Computer-aided diagnosis (CAD) is becoming a prominent approach to assist clinicians spanning across multiple fields. These automated systems take advantage of various computer vision (CV) procedures, as well as artificial intelligence (AI) techniques, to formulate a diagnosis of a given image, e.g., computed tomography and ultrasound. Advances in both areas (CV and AI) are enabling ever increasing performances of CAD systems, which can ultimately avoid performing invasive procedures such as fine-needle aspiration. In this study, a novel end-to-end knowledge-driven classification framework is presented. The system focuses on multimodal data generated by thyroid ultrasonography, and acts as a CAD system by providing a thyroid nodule classification into the benign and malignant categories. Specifically, the proposed system leverages cues provided by an ensemble of experts to guide the learning phase of a densely connected convolutional network (DenseNet). The ensemble is composed by various networks pretrained on ImageNet, including AlexNet, ResNet, VGG, and others.
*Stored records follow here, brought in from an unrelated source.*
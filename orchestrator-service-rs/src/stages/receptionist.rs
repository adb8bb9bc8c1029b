// orchestrator-service-rs/src/stages/receptionist.rs
// Entry stage: greets, triages the request and proposes where it goes.

use std::sync::Arc;

use agent_registry::Stage;
use async_trait::async_trait;
use llm_service::{InvokeOptions, LanguageModel};
use serde_json::json;
use shared_types::{
    Classification, HistoryRole, RequestRecord, RoutingRules, Severity, StageExecutionError, StageId, StageOutput,
    StageSignal,
};
use tracing::{debug, info, instrument};

use super::parsing::{extract_field, extract_list, field_or, parse_severity, safe_float};
use super::{display_name, failed, first_line, prompts};

const SYSTEM_PROMPT: &str = "You are a professional customer service receptionist. Greet customers warmly, \
understand their request, categorise it (technical, billing, account, general, complaint, product), \
assess its urgency (low, medium, high, critical) and prepare it for the right specialist.";

const HUMAN_PHRASES: &[&str] = &[
    "manager",
    "supervisor",
    "human",
    "real person",
    "speak to someone",
    "talk to someone",
];

pub struct Receptionist {
    id: StageId,
    analysis_stage: StageId,
    expert_stage: StageId,
    model: Arc<dyn LanguageModel>,
    options: InvokeOptions,
}

impl Receptionist {
    pub fn new(model: Arc<dyn LanguageModel>, rules: &RoutingRules) -> Self {
        Self {
            id: rules.entry_stage.clone(),
            analysis_stage: rules.analysis_stage.clone(),
            expert_stage: rules.expert_stage.clone(),
            model,
            options: InvokeOptions::with_system_prompt(SYSTEM_PROMPT),
        }
    }

    /// Known stage named in the model's recommendation; the analysis stage
    /// otherwise, including when the model recommends the receptionist.
    fn recommended_stage(&self, value: Option<&str>) -> StageId {
        let value = value.unwrap_or("").to_ascii_lowercase();
        if value.contains(self.expert_stage.as_str()) {
            self.expert_stage.clone()
        } else {
            self.analysis_stage.clone()
        }
    }

    async fn triage(&self, raw_input: &str) -> Result<Classification, StageExecutionError> {
        let prompt = format!(
            "{}:\n\"{}\"\n\n\
             Respond with:\n\
             Category: [technical|billing|general|complaint|account|product]\n\
             Severity: [low|medium|high|critical]\n\
             Keywords: [keyword1, keyword2, keyword3]\n\
             Confidence: [0.0-1.0]\n\
             Summary: [brief analysis summary]\n\
             Recommended Stage: [{}|{}|{}]",
            prompts::TRIAGE,
            raw_input,
            self.id,
            self.analysis_stage,
            self.expert_stage
        );
        let response = self.model.invoke(&prompt, &self.options).await.map_err(failed(&self.id))?;

        let category = field_or(&response, "Category", "general");
        let severity = parse_severity(extract_field(&response, "Severity").as_deref()).unwrap_or(Severity::Medium);
        let confidence = safe_float(extract_field(&response, "Confidence").as_deref(), 0.8);
        let recommendation = extract_field(&response, "Recommended Stage")
            .or_else(|| extract_field(&response, "Recommended Agent"));
        let summary = extract_field(&response, "Summary").unwrap_or_default();

        let classification = Classification::new(first_line(&category), severity, confidence)
            .map_err(failed(&self.id))?
            .with_keywords(extract_list(&response, "Keywords"))
            .with_recommended_stage(self.recommended_stage(recommendation.as_deref()))
            .with_summary(summary);
        Ok(classification)
    }
}

fn asks_for_human(raw_input: &str) -> bool {
    let text = raw_input.to_lowercase();
    HUMAN_PHRASES.iter().any(|phrase| text.contains(phrase))
}

#[async_trait]
impl Stage for Receptionist {
    fn id(&self) -> &StageId {
        &self.id
    }

    fn description(&self) -> &str {
        "Greets the customer and triages the request"
    }

    #[instrument(name = "stage_receptionist", skip(self, record), fields(request_id = %record.request_id()))]
    async fn execute(&self, mut record: RequestRecord) -> Result<StageOutput, StageExecutionError> {
        if record.history().is_empty() {
            let greeting = self
                .model
                .invoke(&format!("{} for a customer service chat.", prompts::WELCOME), &self.options)
                .await
                .map_err(failed(&self.id))?;
            record
                .append_history(&self.id, HistoryRole::Stage, greeting)
                .map_err(failed(&self.id))?;
        }

        let classification = self.triage(record.raw_input()).await?;
        let category = classification.category().to_string();
        let severity = classification.severity();
        let confidence = classification.confidence();
        let recommended = classification
            .recommended_stage()
            .cloned()
            .unwrap_or_else(|| self.analysis_stage.clone());
        let notes = classification.summary().unwrap_or_default().to_string();

        debug!(%category, %severity, confidence, recommended = %recommended, "Request triaged");
        record.set_classification(classification).map_err(failed(&self.id))?;
        record
            .insert_metadata("receptionist_notes", json!(notes))
            .map_err(failed(&self.id))?;

        if asks_for_human(record.raw_input()) {
            info!("Customer asked for a human agent");
            record
                .append_history(
                    &self.id,
                    HistoryRole::Handoff,
                    "I'm connecting you with a member of our support team who will take it from here.",
                )
                .map_err(failed(&self.id))?;
            return Ok(StageOutput::new(record, StageSignal::human("customer asked for a human agent")));
        }

        let reason = format!("Query categorized as {} with {} severity", category, severity);
        record
            .append_history(
                &self.id,
                HistoryRole::Handoff,
                format!(
                    "I'm connecting you with our {} who can best help with your {} request.",
                    display_name(&recommended),
                    category
                ),
            )
            .map_err(failed(&self.id))?;

        Ok(StageOutput::new(record, StageSignal::handoff(recommended, confidence, reason)))
    }
}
The previously computed multimodal feature parameters are used to create ultrasonography domain experts via transfer learning, decreasing, moreover, the number of samples required for training. To validate the proposed method, extensive experiments were performed, providing detailed performances for both the experts ensemble and the knowledge-driven DenseNet. As demonstrated by the results, the proposed system achieves relevant performances in terms of qualitative metrics for the thyroid nodule classification task, thus resulting in a great asset when formulating a diagnosis.